Seu hábito de assistir a filmes clássicos precisa de um pouco mais de energia e entusiasmo? De um empurrãozinho? Então, posso sugerir que você dê uma chance à loucura pré-Código dos musicais de Busby Berkeley!
Antes da imposição das diretrizes de censura do Código Hays aos filmes de Hollywood, em 1934, o cinema norte-americano tinha liberdade para se expressar e podia explorar questões sociais e a sexualidade de maneiras muitas vezes verdadeiramente criativas. O resultado são filmes antigos que, embora às vezes sejam ignorados, parecem muito modernos quando comparados a muitos de seus equivalentes das décadas de 1940 e 1950.
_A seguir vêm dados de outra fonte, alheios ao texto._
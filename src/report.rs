//! Output formatting for extraction results.
//!
//! Supports two output formats:
//! - Pretty: colored terminal summary for human readability
//! - JSON: structured output for programmatic consumption

use colored::*;
use serde::{Deserialize, Serialize};

use crate::model::{Forest, NodeKind};

// =============================================================================
// JSON Format
// =============================================================================

/// JSON report for one extraction run.
#[derive(Debug, Serialize, Deserialize)]
pub struct JsonReport {
    pub version: String,
    pub source: String,
    pub entry_point: String,
    /// Path of the written file; absent with `--stdout`.
    #[serde(default, skip_serializing_if = "Option::is_none")]
    pub output: Option<String>,
    pub found: bool,
    /// "namespace" or "interface"; absent when the entry point was not found.
    #[serde(default, skip_serializing_if = "Option::is_none")]
    pub root_kind: Option<String>,
    pub declarations: Vec<JsonDeclaration>,
}

/// One extracted declaration.
#[derive(Debug, Serialize, Deserialize)]
pub struct JsonDeclaration {
    pub name: String,
    pub kind: String,
    /// Properties or enum values.
    pub members: usize,
}

/// Build the JSON report for an extraction.
pub fn build_report(
    source: &str,
    entry_point: &str,
    output: Option<&str>,
    forest: &Forest,
) -> JsonReport {
    JsonReport {
        version: env!("CARGO_PKG_VERSION").to_string(),
        source: source.to_string(),
        entry_point: entry_point.to_string(),
        output: output.map(str::to_string),
        found: !forest.is_empty(),
        root_kind: forest.root().map(|r| r.kind.as_str().to_string()),
        declarations: declarations(forest),
    }
}

fn declarations(forest: &Forest) -> Vec<JsonDeclaration> {
    forest
        .definitions()
        .map(|(name, id)| {
            let node = forest.node(id);
            JsonDeclaration {
                name: name.to_string(),
                kind: declaration_kind(node.kind).to_string(),
                members: node.members.len(),
            }
        })
        .collect()
}

/// Display kind of a definition node.
fn declaration_kind(kind: NodeKind) -> &'static str {
    match kind {
        NodeKind::Alias => "type",
        other => other.as_str(),
    }
}

/// Write the report in JSON format.
pub fn write_json(
    source: &str,
    entry_point: &str,
    output: Option<&str>,
    forest: &Forest,
) -> anyhow::Result<()> {
    let report = build_report(source, entry_point, output, forest);
    let json = serde_json::to_string_pretty(&report)?;
    println!("{}", json);
    Ok(())
}

// =============================================================================
// Pretty Format
// =============================================================================

/// Write the report in pretty (human-readable) format.
///
/// Goes to stderr so that `--stdout` output stays clean.
pub fn write_pretty(source: &str, entry_point: &str, output: Option<&str>, forest: &Forest) {
    // Header
    eprintln!();
    eprint!("  ");
    eprint!("{}", "typeslice".cyan().bold());
    eprintln!(" v{}", env!("CARGO_PKG_VERSION"));
    eprintln!();

    eprint!("  {}", "Source:  ".dimmed());
    eprintln!("{}", source);
    eprint!("  {}", "Entry:   ".dimmed());
    eprintln!("{}", entry_point);
    if let Some(output) = output {
        eprint!("  {}", "Output:  ".dimmed());
        eprintln!("{}", output);
    }
    eprintln!();

    let Some(root) = forest.root() else {
        eprintln!("  {} entry point not found, nothing extracted", "✗".yellow());
        eprintln!();
        return;
    };

    eprintln!(
        "  {} found {} {}",
        "✓".green(),
        root.kind.as_str(),
        root.name.as_str().bold()
    );
    eprintln!();

    write_declarations(&declarations(forest));
    eprintln!();
}

fn write_declarations(declarations: &[JsonDeclaration]) {
    eprintln!("  {}", format!("{} declarations", declarations.len()).bold());
    for d in declarations {
        eprint!("    ");
        write_kind_tag(&d.kind);
        eprintln!(" {}", d.name);
    }
}

fn write_kind_tag(kind: &str) {
    let tag = format!("{:<9}", kind);
    match kind {
        "interface" => eprint!("{}", tag.blue()),
        "enum" => eprint!("{}", tag.magenta()),
        _ => eprint!("{}", tag.dimmed()),
    }
}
“Gold Diggers of 1933” conta uma história clássica do tipo “vamos montar um espetáculo!” – dançarinas em dificuldades financeiras, na época da Grande Depressão, tentam desesperadamente conseguir trabalho. Um dos namorados das mulheres é um grande compositor e cantor, e também se oferece para financiar o espetáculo que elas estão tentando montar. Assim que os parentes ricos do rapaz ficam sabendo de seus planos e de seu romance com uma “caçadora de fortunas”, eles entram em cena para tentar estragar tudo. As mulheres precisam usar toda a sua inteligência (e outros artifícios) para superar esses aristocratas intrometidos.
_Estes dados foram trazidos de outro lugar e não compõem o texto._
//! TypeScript type graph backed by tree-sitter.
//!
//! A [`SourceSet`] holds the entry file plus every file reachable through
//! relative `import`/`export ... from` statements, so imported names resolve
//! across files. Bare module specifiers (packages) are not followed.

use std::collections::{HashMap, HashSet};
use std::path::{Path, PathBuf};

use streaming_iterator::StreamingIterator;
use tracing::{debug, trace, warn};
use tree_sitter::{Language, Node, Parser, Query, QueryCursor};

use super::{clean_doc_comment, DeclarationKind, EnumMember, Syntax, TypeGraphProvider};
use crate::model::Primitive;

const DECLARATION_QUERY: &str = r#"
; Interface declarations
(interface_declaration
  name: (type_identifier) @interface_name
) @interface

; Enum declarations
(enum_declaration
  name: (identifier) @enum_name
) @enum

; Type alias declarations
(type_alias_declaration
  name: (type_identifier) @alias_name
) @alias

; Class declarations
(class_declaration
  name: (type_identifier) @class_name
) @class

(abstract_class_declaration
  name: (type_identifier) @class_name
) @class

; Function declarations and ambient signatures
(function_declaration
  name: (identifier) @function_name
) @function

(function_signature
  name: (identifier) @function_name
) @function

; Namespaces
(internal_module
  name: (identifier) @namespace_name
) @namespace
"#;

/// Tree-sitter query for module specifiers of imports and re-exports.
const IMPORT_QUERY: &str = r#"
; import { x } from './module'
(import_statement
  source: (string) @import_source
) @import

; export { x } from './module'
(export_statement
  source: (string) @reexport_source
) @reexport
"#;

/// Suffixes tried, in order, when a relative specifier names no file.
const IMPORT_SUFFIXES: &[&str] = &[".ts", ".d.ts", "/index.ts", "/index.d.ts"];

/// Statement wrappers whose children are walked in place.
const WRAPPER_KINDS: &[&str] = &[
    "program",
    "export_statement",
    "ambient_declaration",
    "expression_statement",
    "statement_block",
];

/// Wrappers that a doc comment may precede instead of the declaration.
const DOC_WRAPPER_KINDS: &[&str] = &["export_statement", "ambient_declaration", "expression_statement"];

const NAMESPACE_KINDS: &[&str] = &["internal_module", "module"];

fn language() -> Language {
    tree_sitter_typescript::LANGUAGE_TYPESCRIPT.into()
}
O que distingue “Gold Diggers” são suas alusões bastante explícitas ao sexo, sua disposição para experimentar números musicais criativos e o espetáculo dos números coreografados por Busby Berkeley, repletos de figurinos e ângulos de câmera surpreendentes e peculiares. Há também inúmeras referências à Grande Depressão e à pobreza, incluindo um longo número musical com viés social que retrata o “Homem Esquecido”, o soldado que voltou da guerra e foi deixado à própria sorte.